_Exercise_
Repeat exactly what appears from the opening line of the listing to the line with "pub trait LaneExtractor<T>: Send", inclusive.

○ ○ ○

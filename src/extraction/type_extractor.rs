use std::mem::size_of;

use glam::Vec3;

use crate::physics::bodies::Bodies;
use crate::physics::constraints::type_batch::TypeBatch;
use crate::utilities::bundle_indexing::BundleIndexing;
use crate::utilities::collections::quicklist::QuickList;
use crate::utilities::gather_scatter::{BundleLayout, GatherScatter, OffsetView};
use crate::utilities::vector::Vector;

/// Largest number of bodies a constraint may reference.
pub const MAXIMUM_BODIES_PER_CONSTRAINT: usize = 4;

/// Turns a single constraint lane into output items.
///
/// Implementations only see one constraint at a time: the prestep record is viewed through the
/// constraint's lane and body references arrive already resolved to indices in `set_index`.
pub trait LaneExtractor<T>: Send + Sync + 'static {
    /// Prestep record of the constraint type this extractor reads.
    type Prestep: BundleLayout;
    /// Body reference record of the constraint type; one `Vector<i32>` per body.
    type BodyReferences: BundleLayout;

    /// Number of items appended for every constraint.
    fn items_per_constraint(&self) -> usize;

    /// Appends exactly `items_per_constraint()` items for one constraint.
    ///
    /// `output` was sized for the whole job, so items can be added without growing.
    fn extract(
        &self,
        prestep: OffsetView<'_, Self::Prestep>,
        set_index: usize,
        body_indices: &[usize],
        bodies: &Bodies,
        tint: Vec3,
        output: &mut QuickList<T>,
    );
}

/// Extracts items from a range of a type batch. Stored per type id in an extractor registry.
pub trait TypeExtractor<T>: Send + Sync {
    fn items_per_constraint(&self) -> usize;

    /// Extracts every live constraint in `constraint_start..constraint_start + constraint_count`.
    /// Holes in the type batch produce no items.
    #[allow(clippy::too_many_arguments)]
    fn extract_range(
        &self,
        bodies: &Bodies,
        set_index: usize,
        type_batch: &TypeBatch,
        constraint_start: usize,
        constraint_count: usize,
        tint: Vec3,
        output: &mut QuickList<T>,
    );
}

/// Walks type batch lanes on behalf of a [`LaneExtractor`].
pub struct TypedExtractor<E> {
    extractor: E,
    body_count: usize,
}

impl<E> TypedExtractor<E> {
    /// Wraps a lane extractor, checking that its body reference record can be read one body at a
    /// time.
    pub fn new<T>(extractor: E) -> Self
    where
        E: LaneExtractor<T>,
    {
        let reference_size = size_of::<E::BodyReferences>();
        let bundle_size = size_of::<Vector<i32>>();
        assert!(
            reference_size % bundle_size == 0,
            "Body references must be a contiguous run of Vector<i32> values."
        );
        let body_count = reference_size / bundle_size;
        assert!(
            body_count <= MAXIMUM_BODIES_PER_CONSTRAINT,
            "Constraints may reference at most {MAXIMUM_BODIES_PER_CONSTRAINT} bodies."
        );
        Self {
            extractor,
            body_count,
        }
    }

    #[inline(always)]
    pub fn body_count(&self) -> usize {
        self.body_count
    }

    #[inline(always)]
    pub fn extractor(&self) -> &E {
        &self.extractor
    }
}

impl<T, E: LaneExtractor<T>> TypeExtractor<T> for TypedExtractor<E> {
    #[inline]
    fn items_per_constraint(&self) -> usize {
        self.extractor.items_per_constraint()
    }

    fn extract_range(
        &self,
        bodies: &Bodies,
        set_index: usize,
        type_batch: &TypeBatch,
        constraint_start: usize,
        constraint_count: usize,
        tint: Vec3,
        output: &mut QuickList<T>,
    ) {
        let constraint_end = constraint_start + constraint_count;
        debug_assert!(constraint_end <= type_batch.constraint_count);
        let prestep_bundles = type_batch.prestep_data::<E::Prestep>();
        let reference_bundles = type_batch.body_references::<E::BodyReferences>();
        let mut body_indices = [0usize; MAXIMUM_BODIES_PER_CONSTRAINT];
        let body_indices = &mut body_indices[..self.body_count];
        for index in constraint_start..constraint_end {
            if !type_batch.index_to_handle[index].exists() {
                continue;
            }
            let (bundle_index, inner_index) = BundleIndexing::get_bundle_indices(index);
            let references =
                GatherScatter::as_bundles::<_, i32>(&reference_bundles[bundle_index]);
            for (body_index, reference) in body_indices.iter_mut().zip(references) {
                *body_index =
                    bodies.resolve_body_index(set_index, *GatherScatter::get(reference, inner_index));
            }
            self.extractor.extract(
                GatherScatter::offset_view(&prestep_bundles[bundle_index], inner_index),
                set_index,
                body_indices,
                bodies,
                tint,
                output,
            );
        }
    }
}
use std::marker::PhantomData;
use std::num::NonZeroUsize;
use std::sync::atomic::{AtomicUsize, Ordering};

use crossbeam_utils::CachePadded;

/// Provides multithreading dispatch primitives and a thread count.
///
/// Systems that go wide do their own domain specific load balancing on top, so all that's needed
/// here is a way to jumpstart some threads. Wrapping an existing thread pool works fine.
pub trait ThreadDispatcher: Send + Sync {
    /// Gets the number of workers available in the thread dispatcher.
    fn thread_count(&self) -> usize;

    /// Runs `worker_body` on up to `maximum_worker_count` workers, passing each its worker index.
    /// Returns once every worker has finished.
    fn dispatch_workers(&self, worker_body: &(dyn Fn(usize) + Sync), maximum_worker_count: usize);
}

/// Dispatcher that spins up scoped threads for each dispatch. The calling thread acts as worker 0.
#[derive(Debug, Clone, Copy)]
pub struct SimpleThreadDispatcher {
    thread_count: usize,
}

impl SimpleThreadDispatcher {
    pub fn new(thread_count: NonZeroUsize) -> Self {
        Self {
            thread_count: thread_count.get(),
        }
    }

    /// Creates a dispatcher with one worker per available hardware thread.
    pub fn with_available_parallelism() -> Self {
        Self::new(std::thread::available_parallelism().unwrap_or(NonZeroUsize::MIN))
    }
}

impl ThreadDispatcher for SimpleThreadDispatcher {
    #[inline]
    fn thread_count(&self) -> usize {
        self.thread_count
    }

    fn dispatch_workers(&self, worker_body: &(dyn Fn(usize) + Sync), maximum_worker_count: usize) {
        let worker_count = self.thread_count.min(maximum_worker_count);
        if worker_count <= 1 {
            worker_body(0);
            return;
        }
        let result = crossbeam_utils::thread::scope(|scope| {
            for worker_index in 1..worker_count {
                scope.spawn(move |_| worker_body(worker_index));
            }
            worker_body(0);
        });
        if let Err(payload) = result {
            std::panic::resume_unwind(payload);
        }
    }
}

/// Hands out `&mut` access to slots of a slice by index across threads.
///
/// Callers must claim every index at most once; the looper guarantees that with its atomic counter.
struct DisjointSlots<'a, T> {
    base: *mut T,
    len: usize,
    _marker: PhantomData<&'a mut [T]>,
}

unsafe impl<T: Send> Sync for DisjointSlots<'_, T> {}

impl<'a, T> DisjointSlots<'a, T> {
    fn new(items: &'a mut [T]) -> Self {
        Self {
            base: items.as_mut_ptr(),
            len: items.len(),
            _marker: PhantomData,
        }
    }

    /// # Safety
    ///
    /// No other reference to slot `index` may be live.
    #[inline(always)]
    unsafe fn get_mut(&self, index: usize) -> &'a mut T {
        debug_assert!(index < self.len);
        &mut *self.base.add(index)
    }
}

/// Flat parallel-for over a dispatcher.
pub struct ParallelLooper;

impl ParallelLooper {
    /// Visits every item exactly once across the dispatcher's workers.
    ///
    /// Workers claim the next index from a shared counter, so expensive items don't stall a
    /// statically assigned range. Returns once every item has been processed.
    pub fn for_each_mut<J, F>(dispatcher: &dyn ThreadDispatcher, items: &mut [J], body: F)
    where
        J: Send,
        F: Fn(usize, &mut J) + Sync,
    {
        let count = items.len();
        if count == 0 {
            return;
        }
        let slots = DisjointSlots::new(items);
        let next_index = CachePadded::new(AtomicUsize::new(0));
        let worker = |worker_index: usize| loop {
            let index = next_index.fetch_add(1, Ordering::Relaxed);
            if index >= count {
                break;
            }
            // SAFETY: fetch_add hands out each index once.
            let item = unsafe { slots.get_mut(index) };
            body(worker_index, item);
        };
        dispatcher.dispatch_workers(&worker, count);
    }
}

#[cfg(test)]
mod tests {
    use super::*;
    use std::collections::HashSet;
    use std::sync::Mutex;

    fn dispatcher(threads: usize) -> SimpleThreadDispatcher {
        SimpleThreadDispatcher::new(NonZeroUsize::new(threads).unwrap())
    }

    #[test]
    fn every_item_visited_once() {
        let mut items = vec![0u32; 1000];
        ParallelLooper::for_each_mut(&dispatcher(4), &mut items, |_, item| *item += 1);
        assert!(items.iter().all(|&visits| visits == 1));
    }

    #[test]
    fn worker_indices_stay_in_range() {
        let seen = Mutex::new(HashSet::new());
        let mut items = vec![(); 64];
        ParallelLooper::for_each_mut(&dispatcher(3), &mut items, |worker, _| {
            seen.lock().unwrap().insert(worker);
        });
        assert!(seen.into_inner().unwrap().iter().all(|&worker| worker < 3));
    }

    #[test]
    fn worker_count_is_capped_by_dispatch() {
        let calls = AtomicUsize::new(0);
        dispatcher(8).dispatch_workers(
            &|_| {
                calls.fetch_add(1, Ordering::Relaxed);
            },
            2,
        );
        assert_eq!(calls.load(Ordering::Relaxed), 2);
    }

    #[test]
    fn empty_loop_does_not_dispatch() {
        let mut items: Vec<u8> = Vec::new();
        ParallelLooper::for_each_mut(&dispatcher(2), &mut items, |_, _| unreachable!());
    }

    #[test]
    #[should_panic]
    fn worker_panics_reach_the_caller() {
        let mut items = vec![0u8; 16];
        ParallelLooper::for_each_mut(&dispatcher(4), &mut items, |_, item| {
            if *item == 0 {
                panic!("worker failure");
            }
        });
    }
}
use crate::utilities::gather_scatter::BundleLayout;
use crate::utilities::vector::Vector;

/// A one-body constraint's body reference in AOSOA layout.
#[repr(C)]
#[derive(Clone, Copy, Debug, Default)]
pub struct OneBodyReferences {
    pub index_a: Vector<i32>,
}

unsafe impl BundleLayout for OneBodyReferences {}

/// A two-body constraint's body references in AOSOA layout.
#[repr(C)]
#[derive(Clone, Copy, Debug, Default)]
pub struct TwoBodyReferences {
    pub index_a: Vector<i32>,
    pub index_b: Vector<i32>,
}

unsafe impl BundleLayout for TwoBodyReferences {}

○ ○ ○

_Written answer_
filename src/extraction/type_extractor.rs
use std::mem::size_of;

use glam::Vec3;

use crate::physics::bodies::Bodies;
use crate::physics::constraints::type_batch::TypeBatch;
use crate::utilities::bundle_indexing::BundleIndexing;
use crate::utilities::collections::quicklist::QuickList;
use crate::utilities::gather_scatter::{BundleLayout, GatherScatter, OffsetView};
use crate::utilities::vector::Vector;

/// Largest number of bodies a constraint may reference.
pub const MAXIMUM_BODIES_PER_CONSTRAINT: usize = 4;

/// Turns a single constraint lane into output items.
///
/// Implementations only see one constraint at a time: the prestep record is viewed through the
/// constraint's lane and body references arrive already resolved to indices in `set_index`.
pub trait LaneExtractor<T>: Send + Sync + 'static {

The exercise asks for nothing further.